*** Provided data

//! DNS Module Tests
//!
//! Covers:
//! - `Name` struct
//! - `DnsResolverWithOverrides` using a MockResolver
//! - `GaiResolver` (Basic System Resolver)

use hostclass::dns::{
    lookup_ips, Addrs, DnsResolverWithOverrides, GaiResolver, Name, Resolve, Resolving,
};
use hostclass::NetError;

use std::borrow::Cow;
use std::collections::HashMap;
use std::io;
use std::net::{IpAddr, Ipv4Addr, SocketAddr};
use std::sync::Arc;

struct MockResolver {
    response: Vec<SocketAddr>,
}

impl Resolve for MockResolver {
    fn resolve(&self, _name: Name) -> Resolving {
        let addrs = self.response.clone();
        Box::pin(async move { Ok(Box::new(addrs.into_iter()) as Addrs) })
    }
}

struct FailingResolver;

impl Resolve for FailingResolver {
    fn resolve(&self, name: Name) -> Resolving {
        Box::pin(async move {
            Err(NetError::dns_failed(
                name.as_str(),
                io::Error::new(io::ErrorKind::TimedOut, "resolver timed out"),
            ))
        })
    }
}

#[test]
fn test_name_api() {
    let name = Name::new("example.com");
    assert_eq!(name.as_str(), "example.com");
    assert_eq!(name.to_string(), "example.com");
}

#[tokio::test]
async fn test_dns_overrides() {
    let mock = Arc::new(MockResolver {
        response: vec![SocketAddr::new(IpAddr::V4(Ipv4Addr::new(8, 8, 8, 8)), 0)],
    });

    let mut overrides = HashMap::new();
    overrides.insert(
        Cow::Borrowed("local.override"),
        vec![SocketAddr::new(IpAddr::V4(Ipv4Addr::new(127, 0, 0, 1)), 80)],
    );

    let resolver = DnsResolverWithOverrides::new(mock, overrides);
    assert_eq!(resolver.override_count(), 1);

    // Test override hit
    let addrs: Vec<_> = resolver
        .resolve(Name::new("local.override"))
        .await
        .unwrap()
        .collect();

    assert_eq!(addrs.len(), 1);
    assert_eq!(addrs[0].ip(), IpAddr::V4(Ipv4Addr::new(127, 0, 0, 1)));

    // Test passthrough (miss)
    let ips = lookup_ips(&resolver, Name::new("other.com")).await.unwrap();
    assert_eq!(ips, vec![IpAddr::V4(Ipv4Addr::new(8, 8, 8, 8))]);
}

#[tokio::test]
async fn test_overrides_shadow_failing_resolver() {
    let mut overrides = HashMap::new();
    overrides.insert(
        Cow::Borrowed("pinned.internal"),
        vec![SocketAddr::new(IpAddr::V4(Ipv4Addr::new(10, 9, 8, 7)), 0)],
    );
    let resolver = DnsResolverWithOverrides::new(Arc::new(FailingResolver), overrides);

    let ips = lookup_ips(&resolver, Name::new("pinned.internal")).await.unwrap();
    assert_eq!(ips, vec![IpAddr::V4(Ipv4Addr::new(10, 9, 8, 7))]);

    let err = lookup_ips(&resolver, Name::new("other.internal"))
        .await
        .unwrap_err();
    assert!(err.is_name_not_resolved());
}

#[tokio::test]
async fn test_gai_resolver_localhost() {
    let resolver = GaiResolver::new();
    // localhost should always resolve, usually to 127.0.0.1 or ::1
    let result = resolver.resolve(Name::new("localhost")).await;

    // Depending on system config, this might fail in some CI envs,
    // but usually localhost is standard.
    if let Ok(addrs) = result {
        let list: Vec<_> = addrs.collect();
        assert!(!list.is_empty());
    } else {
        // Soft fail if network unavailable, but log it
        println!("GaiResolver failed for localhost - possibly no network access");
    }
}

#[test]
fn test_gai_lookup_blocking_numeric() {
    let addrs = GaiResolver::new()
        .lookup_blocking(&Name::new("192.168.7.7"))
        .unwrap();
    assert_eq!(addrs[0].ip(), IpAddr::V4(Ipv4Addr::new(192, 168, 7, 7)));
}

******

What you need to do: An exact transcription of all the records is needed.

Answer space:
//! DNS Module Tests
//!
//! Covers:
//! - `Name` struct
//! - `DnsResolverWithOverrides` using a MockResolver
//! - `GaiResolver` (Basic System Resolver)

use hostclass::dns::{
    lookup_ips, Addrs, DnsResolverWithOverrides, GaiResolver, Name, Resolve, Resolving,
};
use hostclass::NetError;

use std::borrow::Cow;
use std::collections::HashMap;
use std::io;
use std::net::{IpAddr, Ipv4Addr, SocketAddr};
use std::sync::Arc;

struct MockResolver {
    response: Vec<SocketAddr>,
}

impl Resolve for MockResolver {
    fn resolve(&self, _name: Name) -> Resolving {
        let addrs = self.response.clone();
        Box::pin(async move { Ok(Box::new(addrs.into_iter()) as Addrs) })
    }
}

struct FailingResolver;

impl Resolve for FailingResolver {
    fn resolve(&self, name: Name) -> Resolving {
        Box::pin(async move {
            Err(NetError::dns_failed(
                name.as_str(),
                io::Error::new(io::ErrorKind::TimedOut, "resolver timed out"),
            ))
        })
    }
}

#[test]
fn test_name_api() {
    let name = Name::new("example.com");
    assert_eq!(name.as_str(), "example.com");
    assert_eq!(name.to_string(), "example.com");
}

#[tokio::test]
async fn test_dns_overrides() {
    let mock = Arc::new(MockResolver {
        response: vec![SocketAddr::new(IpAddr::V4(Ipv4Addr::new(8, 8, 8, 8)), 0)],
    });

    let mut overrides = HashMap::new();
    overrides.insert(
        Cow::Borrowed("local.override"),
        vec![SocketAddr::new(IpAddr::V4(Ipv4Addr::new(127, 0, 0, 1)), 80)],
    );

    let resolver = DnsResolverWithOverrides::new(mock, overrides);
    assert_eq!(resolver.override_count(), 1);

    // Test override hit
    let addrs: Vec<_> = resolver
        .resolve(Name::new("local.override"))
        .await
        .unwrap()
        .collect();

    assert_eq!(addrs.len(), 1);
    assert_eq!(addrs[0].ip(), IpAddr::V4(Ipv4Addr::new(127, 0, 0, 1)));

    // Test passthrough (miss)
    let ips = lookup_ips(&resolver, Name::new("other.com")).await.unwrap();
    assert_eq!(ips, vec![IpAddr::V4(Ipv4Addr::new(8, 8, 8, 8))]);
}

#[tokio::test]
async fn test_overrides_shadow_failing_resolver() {
    let mut overrides = HashMap::new();
    overrides.insert(
        Cow::Borrowed("pinned.internal"),
        vec![SocketAddr::new(IpAddr::V4(Ipv4Addr::new(10, 9, 8, 7)), 0)],
    );
    let resolver = DnsResolverWithOverrides::new(Arc::new(FailingResolver), overrides);

    let ips = lookup_ips(&resolver, Name::new("pinned.internal")).await.unwrap();
    assert_eq!(ips, vec![IpAddr::V4(Ipv4Addr::new(10, 9, 8, 7))]);

    let err = lookup_ips(&resolver, Name::new("other.internal"))
        .await
        .unwrap_err();
    assert!(err.is_name_not_resolved());
}

#[tokio::test]
async fn test_gai_resolver_localhost() {
    let resolver = GaiResolver::new();
    // localhost should always resolve, usually to 127.0.0.1 or ::1
    let result = resolver.resolve(Name::new("localhost")).await;

    // Depending on system config, this might fail in some CI envs,
    // but usually localhost is standard.
    if let Ok(addrs) = result {
        let list: Vec<_> = addrs.collect();
        assert!(!list.is_empty());
    } else {
        // Soft fail if network unavailable, but log it
        println!("GaiResolver failed for localhost - possibly no network access");
    }
}

#[test]
fn test_gai_lookup_blocking_numeric() {
    let addrs = GaiResolver::new()
        .lookup_blocking(&Name::new("192.168.7.7"))
        .unwrap();
    assert_eq!(addrs[0].ip(), IpAddr::V4(Ipv4Addr::new(192, 168, 7, 7)));
}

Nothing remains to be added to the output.